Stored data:

• • • •

#![warn(missing_docs)]

//! Off-chain transaction building for the Asteria game on Cardano

pub use crate::{
    policy_id::PolicyId,
    transaction::{TxActions, TxId},
};

pub use pallas_addresses::{Address, Network};

/// Asteria game logic module
pub mod asteria;
/// Backend configuration module
pub mod config;
pub mod error;
/// Ledger client module
pub mod ledger_client;
/// Smart contract logic module
pub mod logic;
pub mod output;
/// `PolicyId` type module
pub mod policy_id;
pub mod scripts;
pub mod smart_contract;
pub mod transaction;
pub mod values;
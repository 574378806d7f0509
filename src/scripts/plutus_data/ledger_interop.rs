use super::{constr_tag, BigInt, Constr, PlutusData, PlutusDataError};
use pallas_codec::{minicbor, utils::Int as LedgerInt};
use pallas_primitives::conway::{
    BigInt as LedgerBigInt, Constr as LedgerConstr, PlutusData as LedgerData,
};
use std::collections::BTreeMap;

pub(crate) type LedgerPlutusData = LedgerData;

const GENERAL_CONSTR_TAG: u64 = 102;

impl TryFrom<&PlutusData> for LedgerData {
    type Error = PlutusDataError;

    fn try_from(data: &PlutusData) -> Result<Self, Self::Error> {
        let ledger = match data {
            PlutusData::Constr(Constr { constr, fields }) => {
                let fields = fields
                    .iter()
                    .map(LedgerData::try_from)
                    .collect::<Result<Vec<_>, _>>()?;
                let (tag, any_constructor) = match constr_tag(*constr) {
                    Some(tag) => (tag, None),
                    None => (GENERAL_CONSTR_TAG, Some(*constr)),
                };
                LedgerData::Constr(LedgerConstr {
                    tag,
                    any_constructor,
                    fields,
                })
            }
            PlutusData::Map(map) => {
                let pairs = map
                    .iter()
                    .map(|(key, value)| Ok((key.try_into()?, value.try_into()?)))
                    .collect::<Result<Vec<(LedgerData, LedgerData)>, PlutusDataError>>()?;
                LedgerData::Map(pairs.into())
            }
            PlutusData::BigInt(int) => LedgerData::BigInt(int.try_into()?),
            PlutusData::BoundedBytes(bytes) => LedgerData::BoundedBytes(bytes.clone().into()),
            PlutusData::Array(items) => LedgerData::Array(
                items
                    .iter()
                    .map(LedgerData::try_from)
                    .collect::<Result<Vec<_>, _>>()?,
            ),
        };
        Ok(ledger)
    }
}

impl TryFrom<&BigInt> for LedgerBigInt {
    type Error = PlutusDataError;

    fn try_from(int: &BigInt) -> Result<Self, Self::Error> {
        let ledger = match int {
            BigInt::Int { neg: false, val } => {
                LedgerBigInt::Int(LedgerInt(minicbor::data::Int::from(*val)))
            }
            BigInt::Int { neg: true, val } => {
                let int = LedgerInt::try_from(-(*val as i128))
                    .map_err(|_| PlutusDataError::IntOutOfRange)?;
                LedgerBigInt::Int(int)
            }
            BigInt::BigUInt(bytes) => LedgerBigInt::BigUInt(bytes.clone().into()),
            BigInt::BigNInt(bytes) => LedgerBigInt::BigNInt(bytes.clone().into()),
        };
        Ok(ledger)
    }
}

impl TryFrom<LedgerData> for PlutusData {
    type Error = PlutusDataError;

    fn try_from(ledger: LedgerData) -> Result<Self, Self::Error> {
        let data = match ledger {
            LedgerData::Constr(LedgerConstr {
                tag,
                any_constructor,
                fields,
            }) => {
                let constr = match (tag, any_constructor) {
                    (121..=127, _) => tag - 121,
                    (1280..=1400, _) => tag - 1280 + 7,
                    (GENERAL_CONSTR_TAG, Some(constr)) => constr,
                    _ => {
                        return Err(PlutusDataError::Decode(format!(
                            "unexpected constructor tag {tag}"
                        )))
                    }
                };
                let fields = fields
                    .into_iter()
                    .map(PlutusData::try_from)
                    .collect::<Result<Vec<_>, _>>()?;
                PlutusData::Constr(Constr { constr, fields })
            }
            LedgerData::Map(pairs) => {
                let map = pairs
                    .to_vec()
                    .into_iter()
                    .map(|(key, value)| Ok((key.try_into()?, value.try_into()?)))
                    .collect::<Result<BTreeMap<PlutusData, PlutusData>, PlutusDataError>>()?;
                PlutusData::Map(map)
            }
            LedgerData::BigInt(int) => PlutusData::BigInt(int.try_into()?),
            LedgerData::BoundedBytes(bytes) => PlutusData::BoundedBytes(bytes.into()),
            LedgerData::Array(items) => PlutusData::Array(
                items
                    .into_iter()
                    .map(PlutusData::try_from)
                    .collect::<Result<Vec<_>, _>>()?,
            ),
        };
        Ok(data)
    }
}

impl TryFrom<LedgerBigInt> for BigInt {
    type Error = PlutusDataError;

    fn try_from(ledger: LedgerBigInt) -> Result<Self, Self::Error> {
        let int = match ledger {
            LedgerBigInt::Int(int) => {
                let value = i128::from(int);
                if value < 0 {
                    match u64::try_from(-value) {
                        Ok(val) => BigInt::Int { neg: true, val },
                        // -2^64 only: keep the CBOR argument as bignum bytes
                        Err(_) => BigInt::BigNInt(u64::MAX.to_be_bytes().to_vec()),
                    }
                } else {
                    let val = u64::try_from(value).map_err(|_| PlutusDataError::IntOutOfRange)?;
                    BigInt::Int { neg: false, val }
                }
            }
            LedgerBigInt::BigUInt(bytes) => BigInt::BigUInt(bytes.into()),
            LedgerBigInt::BigNInt(bytes) => BigInt::BigNInt(bytes.into()),
        };
        Ok(int)
    }
}
impl<'a, D, R> Balancer<'a, D, R>
where
    D: Clone + Into<PlutusData>,
    R: Clone + Into<PlutusData>,
{
    /// `wallet` holds the signer's spendable outputs, change goes to `change_address`
    pub fn new(
        actions: &'a TxActions<D, R>,
        wallet: &[Output<D>],
        change_address: &'a Address,
    ) -> IssuanceResult<Self> {
        let mut available = actions.minted_values().map_err(value_error)?;
        for input in &actions.script_inputs {
            available
                .add_values(input.output.values())
                .map_err(value_error)?;
        }
        let mut target = Values::default().with(&PolicyId::Lovelace, FEE_BUFFER + MIN_CHANGE);
        for output in &actions.outputs {
            target.add_values(output.values()).map_err(value_error)?;
        }
        let wallet_inputs = select_inputs(wallet, &available, &target)?;
        let collateral = if Self::runs_scripts(actions) {
            let collateral = select_collateral(wallet).ok_or(IssuanceError::NoCollateral)?;
            Some(collateral.id().clone())
        } else {
            None
        };
        Ok(Balancer {
            actions,
            change_address,
            wallet_inputs,
            collateral,
        })
    }

    fn runs_scripts(actions: &TxActions<D, R>) -> bool {
        !actions.script_inputs.is_empty() || !actions.minting.is_empty()
    }

    pub fn runs_any_script(&self) -> bool {
        Self::runs_scripts(self.actions)
    }

    /// Bytes of reference scripts carried by the spent and referenced outputs
    pub fn ref_script_size(&self) -> usize {
        let spent = self.actions.script_inputs.iter().map(|input| &input.output);
        self.actions
            .reference_inputs
            .iter()
            .chain(spent)
            .chain(self.wallet_inputs.iter())
            .filter_map(|output| output.script_ref())
            .map(|script| script.bytes().len())
            .sum()
    }

    /// Balanced transaction paying `fee`. Redeemers get `ex_units` budgets, or
    /// [`PLACEHOLDER_EX_UNITS`] when `None`.
    pub fn draft(
        &self,
        fee: u64,
        ex_units: Option<&ExUnitsMap>,
        params: &ProtocolParams,
    ) -> IssuanceResult<DraftTx> {
        if fee > FEE_BUFFER {
            return Err(IssuanceError::FeeTooHigh(fee));
        }
        let actions = self.actions;
        let inputs: BTreeSet<OutputId> = actions
            .script_inputs
            .iter()
            .map(|input| input.output.id().clone())
            .chain(self.wallet_inputs.iter().map(|output| output.id().clone()))
            .collect();
        let reference_inputs: BTreeSet<OutputId> = actions
            .reference_inputs
            .iter()
            .map(|output| output.id().clone())
            .collect();

        let mut mint = MultiAsset::new();
        let mut mint_redeemers: BTreeMap<Vec<u8>, &R> = BTreeMap::new();
        for action in &actions.minting {
            let policy = action.policy.hash().to_vec();
            let amount = mint
                .entry(policy.clone())
                .or_default()
                .entry(action.asset_name.clone())
                .or_insert(0);
            *amount += action.amount;
            mint_redeemers.entry(policy).or_insert(&action.redeemer);
        }

        let budget = |tag: RedeemerTag, index: u64| -> IssuanceResult<ExUnits> {
            match ex_units {
                Some(units) => units
                    .get(&(tag, index))
                    .copied()
                    .ok_or(IssuanceError::MissingExUnits(tag, index)),
                None => Ok(PLACEHOLDER_EX_UNITS),
            }
        };
        let mut redeemers = Vec::new();
        for input in &actions.script_inputs {
            let index = inputs
                .iter()
                .position(|id| id == input.output.id())
                .unwrap_or_default() as u64;
            redeemers.push(DraftRedeemer {
                tag: RedeemerTag::Spend,
                index,
                data: input.redeemer.clone().into(),
                ex_units: budget(RedeemerTag::Spend, index)?,
            });
        }
        for (index, redeemer) in mint_redeemers.values().enumerate() {
            let index = index as u64;
            redeemers.push(DraftRedeemer {
                tag: RedeemerTag::Mint,
                index,
                data: (*redeemer).clone().into(),
                ex_units: budget(RedeemerTag::Mint, index)?,
            });
        }
        redeemers.sort_by_key(|redeemer| (redeemer.tag, redeemer.index));

        let executed = actions
            .script_inputs
            .iter()
            .map(|input| &input.script)
            .chain(actions.minting.iter().map(|action| &action.policy));
        let mut languages = BTreeSet::new();
        let mut scripts: Vec<PlutusScript> = Vec::new();
        for script in executed {
            languages.insert(script.version());
            if !actions.is_referenced(script) && !scripts.contains(script) {
                scripts.push(script.clone());
            }
        }
        let script_data_hash = if redeemers.is_empty() {
            None
        } else {
            Some(script_data_hash(&redeemers, &languages, params)?)
        };

        let mut outputs: Vec<DraftOutput> =
            actions.outputs.iter().map(DraftOutput::from_unbuilt).collect();
        let change = self.change(fee)?;
        if !change.is_empty() {
            outputs.push(DraftOutput {
                address: self.change_address.to_vec(),
                values: change,
                datum: None,
            });
        }

        Ok(DraftTx {
            inputs,
            reference_inputs,
            collateral: self.collateral.iter().cloned().collect(),
            outputs,
            fee,
            mint,
            redeemers,
            scripts,
            script_data_hash,
        })
    }

    fn change(&self, fee: u64) -> IssuanceResult<Values> {
        let mut total = self.actions.minted_values().map_err(value_error)?;
        for input in &self.actions.script_inputs {
            total
                .add_values(input.output.values())
                .map_err(value_error)?;
        }
        let wallet = Values::from_outputs(&self.wallet_inputs).map_err(value_error)?;
        total.add_values(&wallet).map_err(value_error)?;
        let mut spent = Values::default().with(&PolicyId::Lovelace, fee);
        for output in &self.actions.outputs {
            spent.add_values(output.values()).map_err(value_error)?;
        }
        total.try_subtract(&spent).map_err(value_error)
    }
}
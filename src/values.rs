use crate::{
    error::{Error, Result},
    output::Output,
    PolicyId,
};
use serde::{Deserialize, Serialize};
use std::{
    cmp::Ordering,
    collections::{BTreeMap, HashMap},
};

/// Multi-asset bag of tokens held by (or paid to) an output
#[serde_with::serde_as]
#[derive(Clone, PartialEq, Debug, Eq, Deserialize, Serialize, Default)]
pub struct Values {
    #[serde_as(as = "HashMap<serde_with::json::JsonString, _>")]
    values: HashMap<PolicyId, u64>,
}

/// Native tokens grouped by policy id then asset name, in ledger order
pub type MultiAsset = BTreeMap<Vec<u8>, BTreeMap<Vec<u8>, u64>>;

impl Values {
    /// Construct a `Values` from a list of `Output`s
    pub fn from_outputs<D>(outputs: &[Output<D>]) -> Result<Self> {
        outputs.iter().try_fold(Values::default(), |mut acc, output| {
            acc.add_values(output.values())?;
            Ok(acc)
        })
    }

    /// Remove `other` from `self`. Fails if any token in `other` isn't covered.
    pub fn try_subtract(&self, other: &Values) -> Result<Values> {
        let mut remainders = Vec::new();
        let mut mine_cloned = self.values.clone();
        for (policy, amt) in other.as_iter() {
            let available = mine_cloned.remove(policy).unwrap_or_default();
            match amt.cmp(&available) {
                Ordering::Less => remainders.push((policy.clone(), available - amt)),
                Ordering::Greater => return Err(Error::InsufficientAmountOf(policy.to_owned())),
                Ordering::Equal => {}
            }
        }
        remainders.extend(mine_cloned);
        let values = remainders.into_iter().collect();
        Ok(Values { values })
    }

    /// Add one value to the `self`. Fails if the total no longer fits a `u64`.
    pub fn add_one_value(&mut self, policy: &PolicyId, amount: u64) -> Result<()> {
        if amount > 0 {
            add_to_map(&mut self.values, policy.clone(), amount)?;
        }
        Ok(())
    }

    /// Builder style setter: `self` holding exactly `amount` of `policy`
    pub fn with(mut self, policy: &PolicyId, amount: u64) -> Self {
        if amount > 0 {
            self.values.insert(policy.clone(), amount);
        } else {
            self.values.remove(policy);
        }
        self
    }

    /// Add a `Values` to the `self`. Left untouched if any total overflows.
    pub fn add_values(&mut self, values: &Values) -> Result<()> {
        let mut sum = self.values.clone();
        for (policy, amt) in values.as_iter() {
            if *amt > 0 {
                add_to_map(&mut sum, policy.clone(), *amt)?;
            }
        }
        self.values = sum;
        Ok(())
    }

    /// Convert the `Values` to an iterator of [`PolicyId`]s and amounts
    pub fn as_iter(&self) -> std::collections::hash_map::Iter<'_, PolicyId, u64> {
        self.values.iter()
    }

    /// Get the amount for a given [`PolicyId`]
    pub fn get(&self, policy: &PolicyId) -> Option<u64> {
        self.values.get(policy).copied()
    }

    /// Lovelace held, zero if none
    pub fn lovelace(&self) -> u64 {
        self.get(&PolicyId::Lovelace).unwrap_or_default()
    }

    /// Remove all values for a given [`PolicyId`] and return the amount
    pub fn take(&mut self, policy: &PolicyId) -> Option<u64> {
        self.values.remove(policy)
    }

    /// True if nothing but Lovelace is held
    pub fn is_pure_ada(&self) -> bool {
        self.values.keys().all(|policy| policy == &PolicyId::Lovelace)
    }

    /// Native tokens with decoded policy ids and asset names
    pub fn multi_asset(&self) -> std::result::Result<MultiAsset, hex::FromHexError> {
        let mut assets = MultiAsset::new();
        for (policy, amount) in self.as_iter() {
            if let PolicyId::NativeToken(id, _) = policy {
                let id = hex::decode(id)?;
                let name = policy.asset_name_bytes()?;
                *assets.entry(id).or_default().entry(name).or_default() += amount;
            }
        }
        Ok(assets)
    }

    /// Get the number of [`PolicyId`]s in the `Values`
    pub fn len(&self) -> usize {
        self.values.len()
    }

    /// Check if the `Values` is empty
    pub fn is_empty(&self) -> bool {
        self.len() == 0
    }
}

pub(crate) fn add_to_map(
    h_map: &mut HashMap<PolicyId, u64>,
    policy: PolicyId,
    amount: u64,
) -> Result<()> {
    let total = h_map.entry(policy.clone()).or_default();
    *total = total
        .checked_add(amount)
        .ok_or(Error::ValueOverflow(policy))?;
    Ok(())
}

#[cfg(test)]
mod tests {
    use super::*;

    fn ship() -> PolicyId {
        PolicyId::native_token_named(&"00".repeat(28), b"SHIP0")
    }

    #[test]
    fn subtract_leaves_remainder_of_both_sides() {
        let mine = Values::default()
            .with(&PolicyId::Lovelace, 10)
            .with(&ship(), 1);
        let other = Values::default().with(&PolicyId::Lovelace, 4);

        let rest = mine.try_subtract(&other).unwrap();

        assert_eq!(rest.lovelace(), 6);
        assert_eq!(rest.get(&ship()), Some(1));
    }

    #[test]
    fn subtract_fails_for_missing_token() {
        let mine = Values::default().with(&PolicyId::Lovelace, 10);
        let other = Values::default().with(&ship(), 1);

        let err = mine.try_subtract(&other).unwrap_err();

        assert!(matches!(err, Error::InsufficientAmountOf(policy) if policy == ship()));
    }

    #[test]
    fn exact_subtraction_drops_the_entry() {
        let mine = Values::default().with(&ship(), 1);

        let rest = mine.try_subtract(&mine).unwrap();

        assert!(rest.is_empty());
    }

    #[test]
    fn adding_past_u64_max_is_an_error() {
        let mut mine = Values::default().with(&PolicyId::Lovelace, u64::MAX - 1);
        let other = Values::default()
            .with(&PolicyId::Lovelace, 2)
            .with(&ship(), 1);

        let err = mine.add_values(&other).unwrap_err();

        assert!(matches!(err, Error::ValueOverflow(PolicyId::Lovelace)));
        assert_eq!(mine.lovelace(), u64::MAX - 1);
        assert_eq!(mine.get(&ship()), None);
        assert!(mine.add_one_value(&PolicyId::Lovelace, 1).is_ok());
        assert_eq!(mine.lovelace(), u64::MAX);
    }

    #[test]
    fn with_sets_the_amount() {
        let values = Values::default()
            .with(&PolicyId::Lovelace, 5)
            .with(&PolicyId::Lovelace, 3);

        assert_eq!(values.lovelace(), 3);
    }

    #[test]
    fn multi_asset_groups_by_policy() {
        let values = Values::default()
            .with(&PolicyId::Lovelace, 2_000_000)
            .with(&ship(), 1)
            .with(&PolicyId::native_token_named(&"00".repeat(28), b"PILOT0"), 1);

        let assets = values.multi_asset().unwrap();

        assert_eq!(assets.len(), 1);
        assert_eq!(assets[&vec![0; 28]].len(), 2);
        assert!(!values.is_pure_ada());
    }
}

• • • •

Your objective: Lines containing the word "languages" are to be tallied across the entries above; give only the resulting count.

The answer: 3